» EXERCISE BRIEF:
Everything from the line containing "pub fn get(&self, key: &str)" to the end of the material, both ends included, should be repeated exactly; please give only those lines.

================

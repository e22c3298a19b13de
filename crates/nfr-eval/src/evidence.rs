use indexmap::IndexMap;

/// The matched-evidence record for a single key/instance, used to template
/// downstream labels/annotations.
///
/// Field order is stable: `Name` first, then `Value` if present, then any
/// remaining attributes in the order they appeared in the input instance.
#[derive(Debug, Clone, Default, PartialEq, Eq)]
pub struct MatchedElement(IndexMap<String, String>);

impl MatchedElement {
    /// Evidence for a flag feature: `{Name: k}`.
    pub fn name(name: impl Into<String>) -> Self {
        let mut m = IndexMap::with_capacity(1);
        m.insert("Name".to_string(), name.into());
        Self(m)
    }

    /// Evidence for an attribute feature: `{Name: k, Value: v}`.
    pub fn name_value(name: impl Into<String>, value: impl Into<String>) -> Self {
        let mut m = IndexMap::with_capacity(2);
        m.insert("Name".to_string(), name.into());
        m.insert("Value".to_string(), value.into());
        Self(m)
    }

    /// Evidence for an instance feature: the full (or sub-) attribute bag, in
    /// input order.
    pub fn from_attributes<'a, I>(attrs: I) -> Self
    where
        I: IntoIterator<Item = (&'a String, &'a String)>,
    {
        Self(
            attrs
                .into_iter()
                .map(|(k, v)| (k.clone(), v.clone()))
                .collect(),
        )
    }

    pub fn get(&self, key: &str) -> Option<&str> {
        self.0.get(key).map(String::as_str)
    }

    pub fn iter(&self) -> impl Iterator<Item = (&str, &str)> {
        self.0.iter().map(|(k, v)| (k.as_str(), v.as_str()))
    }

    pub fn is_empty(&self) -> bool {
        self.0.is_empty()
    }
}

================

» TASK SOLUTION:
    pub fn get(&self, key: &str) -> Option<&str> {
        self.0.get(key).map(String::as_str)
    }

    pub fn iter(&self) -> impl Iterator<Item = (&str, &str)> {
        self.0.iter().map(|(k, v)| (k.as_str(), v.as_str()))
    }

    pub fn is_empty(&self) -> bool {
        self.0.is_empty()
    }
}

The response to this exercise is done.